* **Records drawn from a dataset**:
┌──
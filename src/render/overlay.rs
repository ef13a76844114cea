use chrono::{DateTime, Utc};
use egui::{Align2, Color32, Pos2, Rect, Rounding, Stroke};

use super::{tasks::bar_rect, LayerSurface, RenderError, RenderInput};
use crate::model::{DragKind, DragState};
use crate::theme;

const DASH: f32 = 4.0;
const GAP: f32 = 3.0;

/// The time being manipulated, shown on the snap guide and tooltip.
fn manipulated_edge(drag: &DragState) -> DateTime<Utc> {
    match drag.kind {
        DragKind::ResizeEnd => drag.preview_end,
        DragKind::Move | DragKind::ResizeStart | DragKind::Reassign => drag.preview_start,
    }
}

fn dashed_rect(surface: &mut LayerSurface, rect: Rect, stroke: Stroke) {
    let corners = [
        rect.left_top(),
        rect.right_top(),
        rect.right_bottom(),
        rect.left_bottom(),
        rect.left_top(),
    ];
    for pair in corners.windows(2) {
        surface.dashed_line([pair[0], pair[1]], stroke, DASH, GAP);
    }
}

fn with_alpha(c: Color32, a: u8) -> Color32 {
    Color32::from_rgba_unmultiplied(c.r(), c.g(), c.b(), a)
}

fn draw_drag(surface: &mut LayerSurface, input: &RenderInput, drag: &DragState) {
    let vp = input.viewport;
    let Some(target_row_idx) = input.relational.row_of_resource(drag.preview_resource) else {
        return;
    };
    let target_row = &input.rows[target_row_idx];
    let row_y = vp.virtual_y_to_y(target_row.virtual_y);

    // Drop-zone band across the target row.
    let band = Rect::from_min_size(
        Pos2::new(0.0, row_y),
        egui::vec2(vp.width, target_row.height),
    );
    let band_fill = if drag.is_valid() {
        theme::DROP_VALID
    } else {
        theme::DROP_INVALID
    };
    surface.rect_filled(band, Rounding::ZERO, band_fill);

    // Ghost outline where the task started.
    if let Some(origin_row_idx) = input.relational.row_of_resource(drag.original.resource_id) {
        let origin_row = &input.rows[origin_row_idx];
        let ghost = bar_rect(
            vp,
            &drag.original,
            vp.virtual_y_to_y(origin_row.virtual_y),
            origin_row.height,
        );
        dashed_rect(surface, ghost, Stroke::new(1.0, theme::DRAG_GHOST));
    }

    // Collision highlights on the tasks the preview overlaps.
    for id in &drag.collisions {
        let Some(task) = input.tasks.get(id) else {
            continue;
        };
        let Some(row_idx) = input.relational.row_of_resource(task.resource_id) else {
            continue;
        };
        let row = &input.rows[row_idx];
        let rect = bar_rect(vp, task, vp.virtual_y_to_y(row.virtual_y), row.height);
        surface.rect_filled(rect, Rounding::same(theme::BAR_ROUNDING), theme::COLLISION_FILL);
    }

    // Preview bar at the candidate position.
    let x0 = vp.time_to_x(drag.preview_start);
    let x1 = vp.time_to_x(drag.preview_end).max(x0 + 2.0);
    let preview = Rect::from_min_max(
        Pos2::new(x0, row_y + theme::BAR_INSET),
        Pos2::new(x1, row_y + target_row.height - theme::BAR_INSET),
    );
    surface.rect_filled(
        preview,
        Rounding::same(theme::BAR_ROUNDING),
        with_alpha(drag.original.color, theme::DRAG_PREVIEW_ALPHA),
    );
    surface.rect_stroke(
        preview,
        Rounding::same(theme::BAR_ROUNDING),
        Stroke::new(1.5, theme::BORDER_ACCENT),
    );

    // Snap guide at where the manipulated edge would land on commit.
    let edge = manipulated_edge(drag);
    let snapped = vp.snap_to_grid(edge, input.min_resolution_minutes);
    let guide_x = vp.time_to_x(snapped);
    if (0.0..=vp.width).contains(&guide_x) {
        surface.dashed_line(
            [Pos2::new(guide_x, 0.0), Pos2::new(guide_x, vp.height)],
            Stroke::new(1.0, theme::SNAP_GUIDE),
            DASH,
            GAP,
        );
    }

    // Time tooltip pinned above the manipulated edge of the preview,
    // trailing side for end-resizes.
    let label = edge.format("%a %d %b %H:%M").to_string();
    let font = theme::font_small();
    let text_w = input.measure.text_width(&label, &font);
    let pad = egui::vec2(5.0, 3.0);
    let size = egui::vec2(text_w, font.size + 2.0) + pad * 2.0;
    let edge_x = vp.time_to_x(edge);
    let min_x = match drag.kind {
        DragKind::ResizeEnd => edge_x - size.x - 6.0,
        _ => edge_x + 6.0,
    };
    let min_y = (preview.top() - size.y - 4.0).max(2.0);
    let bubble = Rect::from_min_size(Pos2::new(min_x, min_y), size);
    surface.rect_filled(bubble, Rounding::same(3.0), theme::TOOLTIP_BG);
    surface.text(
        bubble.center(),
        Align2::CENTER_CENTER,
        label,
        font,
        theme::TEXT_PRIMARY,
    );
}

/// Top layer: everything transient. Drag preview with ghost, drop zone,
/// collision and snap feedback, plus the marquee rectangle. Empty when
/// nothing is in flight, which is the common case.
pub fn render(surface: &mut LayerSurface, input: &RenderInput) -> Result<(), RenderError> {
    if let Some(drag) = input.drag {
        if drag.has_moved() {
            draw_drag(surface, input, drag);
        }
    }

    if let Some(marquee) = input.marquee {
        surface.rect_filled(marquee, Rounding::ZERO, theme::MARQUEE_FILL);
        surface.rect_stroke(marquee, Rounding::ZERO, Stroke::new(1.0, theme::MARQUEE_STROKE));
    }

    Ok(())
}

#[cfg(test)]
mod tests {
    use super::*;
    use crate::index::{RelationalIndex, SpatialIndex};
    use crate::model::{SelectionState, Task, ViewportState, VirtualRow};
    use crate::render::{DrawCmd, FixedTextMeasure, RenderInput};
    use crate::store::HoverState;
    use chrono::{Duration, TimeZone};
    use std::collections::HashMap;
    use uuid::Uuid;

    fn t0() -> DateTime<Utc> {
        Utc.with_ymd_and_hms(2026, 3, 2, 0, 0, 0).unwrap()
    }

    struct Scene {
        tasks: HashMap<Uuid, Task>,
        rows: Vec<VirtualRow>,
        relational: RelationalIndex,
        spatial: SpatialIndex,
        viewport: ViewportState,
        selection: SelectionState,
    }

    impl Scene {
        fn new(tasks: Vec<Task>, resources: &[Uuid]) -> Self {
            let rows: Vec<VirtualRow> = resources
                .iter()
                .enumerate()
                .map(|(i, &r)| {
                    let mut row = VirtualRow::resource(r, format!("r{i}"));
                    row.virtual_y = i as f32 * 30.0;
                    row.height = 30.0;
                    row
                })
                .collect();
            let mut relational = RelationalIndex::new();
            relational.rebuild(tasks.iter(), &[], &rows);
            let mut viewport = ViewportState::new(t0());
            viewport.width = 800.0;
            viewport.height = 600.0;
            Self {
                tasks: tasks.into_iter().map(|t| (t.id, t)).collect(),
                rows,
                relational,
                spatial: SpatialIndex::new(),
                viewport,
                selection: SelectionState::default(),
            }
        }

        fn render(&self, drag: Option<&DragState>, marquee: Option<Rect>) -> LayerSurface {
            let input = RenderInput {
                tasks: &self.tasks,
                viewport: &self.viewport,
                selection: &self.selection,
                drag,
                hover: HoverState::default(),
                rows: &self.rows,
                spatial: &self.spatial,
                relational: &self.relational,
                marquee,
                now: t0(),
                min_resolution_minutes: 15,
                measure: &FixedTextMeasure,
            };
            let mut surface = LayerSurface::default();
            surface.set_size(800.0, 600.0);
            render(&mut surface, &input).unwrap();
            surface
        }
    }

    #[test]
    fn idle_overlay_is_empty() {
        let r = Uuid::new_v4();
        let scene = Scene::new(vec![Task::new("t", t0(), 60, r)], &[r]);
        let surface = scene.render(None, None);
        assert!(surface.commands().is_empty());
    }

    #[test]
    fn unmoved_drag_draws_nothing() {
        let r = Uuid::new_v4();
        let task = Task::new("t", t0(), 60, r);
        let drag = DragState::begin(DragKind::Move, &task, Pos2::new(10.0, 10.0));
        let scene = Scene::new(vec![task], &[r]);
        let surface = scene.render(Some(&drag), None);
        assert!(surface.commands().is_empty());
    }

    #[test]
    fn moved_drag_draws_ghost_preview_and_guide() {
        let r = Uuid::new_v4();
        let task = Task::new("t", t0() + Duration::hours(1), 60, r);
        let mut drag = DragState::begin(DragKind::Move, &task, Pos2::new(100.0, 15.0));
        drag.preview_start = task.start_time + Duration::hours(2);
        drag.preview_end = task.end_time() + Duration::hours(2);
        let scene = Scene::new(vec![task], &[r]);
        let surface = scene.render(Some(&drag), None);

        let dashed = surface
            .commands()
            .iter()
            .filter(|c| matches!(c, DrawCmd::DashedLine { .. }))
            .count();
        // Four ghost edges plus the snap guide.
        assert_eq!(dashed, 5);
        assert!(surface
            .commands()
            .iter()
            .any(|c| matches!(c, DrawCmd::RectStroke { .. })));
        assert!(surface
            .commands()
            .iter()
            .any(|c| matches!(c, DrawCmd::Text { .. })));
    }

    #[test]
    fn tooltip_sits_at_the_manipulated_edge() {
        let r = Uuid::new_v4();
        let task = Task::new("t", t0() + Duration::hours(1), 60, r);
        let mut drag = DragState::begin(DragKind::Move, &task, Pos2::new(500.0, 15.0));
        drag.preview_start = task.start_time + Duration::hours(2);
        drag.preview_end = task.end_time() + Duration::hours(2);
        let scene = Scene::new(vec![task], &[r]);
        let surface = scene.render(Some(&drag), None);

        // Preview start is t0+3h (x = 120); the bubble hugs that edge,
        // not the far-away pointer.
        let text_pos = surface
            .commands()
            .iter()
            .find_map(|c| match c {
                DrawCmd::Text { pos, .. } => Some(*pos),
                _ => None,
            })
            .expect("tooltip text");
        assert!(text_pos.x > 120.0 && text_pos.x < 250.0, "x = {}", text_pos.x);
        assert!(text_pos.y < 30.0);
    }

    #[test]
    fn collisions_are_highlighted() {
        let r = Uuid::new_v4();
        let a = Task::new("a", t0(), 60, r);
        let b = Task::new("b", t0() + Duration::hours(3), 60, r);
        let mut drag = DragState::begin(DragKind::Move, &a, Pos2::new(100.0, 15.0));
        drag.preview_start = b.start_time;
        drag.preview_end = b.end_time();
        drag.collisions = vec![b.id];
        let scene = Scene::new(vec![a, b.clone()], &[r]);
        let surface = scene.render(Some(&drag), None);

        let collision_fills = surface
            .commands()
            .iter()
            .filter(|c| matches!(c, DrawCmd::Rect { fill, .. } if *fill == theme::COLLISION_FILL))
            .count();
        assert_eq!(collision_fills, 1);
    }

    #[test]
    fn marquee_draws_fill_and_border() {
        let r = Uuid::new_v4();
        let scene = Scene::new(vec![], &[r]);
        let rect = Rect::from_min_max(Pos2::new(20.0, 20.0), Pos2::new(140.0, 90.0));
        let surface = scene.render(None, Some(rect));
        assert_eq!(surface.commands().len(), 2);
    }
}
└──
* **What is expected**:
Could you reproduce, exactly, every line above from the line with "let pad = egui::vec2(5.0, 3.0);" to the line with "the common case.", and no other line? Both ends count.

* **Output for this task**:
    let pad = egui::vec2(5.0, 3.0);
    let size = egui::vec2(text_w, font.size + 2.0) + pad * 2.0;
    let edge_x = vp.time_to_x(edge);
    let min_x = match drag.kind {
        DragKind::ResizeEnd => edge_x - size.x - 6.0,
        _ => edge_x + 6.0,
    };
    let min_y = (preview.top() - size.y - 4.0).max(2.0);
    let bubble = Rect::from_min_size(Pos2::new(min_x, min_y), size);
    surface.rect_filled(bubble, Rounding::same(3.0), theme::TOOLTIP_BG);
    surface.text(
        bubble.center(),
        Align2::CENTER_CENTER,
        label,
        font,
        theme::TEXT_PRIMARY,
    );
}

/// Top layer: everything transient. Drag preview with ghost, drop zone,
/// collision and snap feedback, plus the marquee rectangle. Empty when
/// nothing is in flight, which is the common case.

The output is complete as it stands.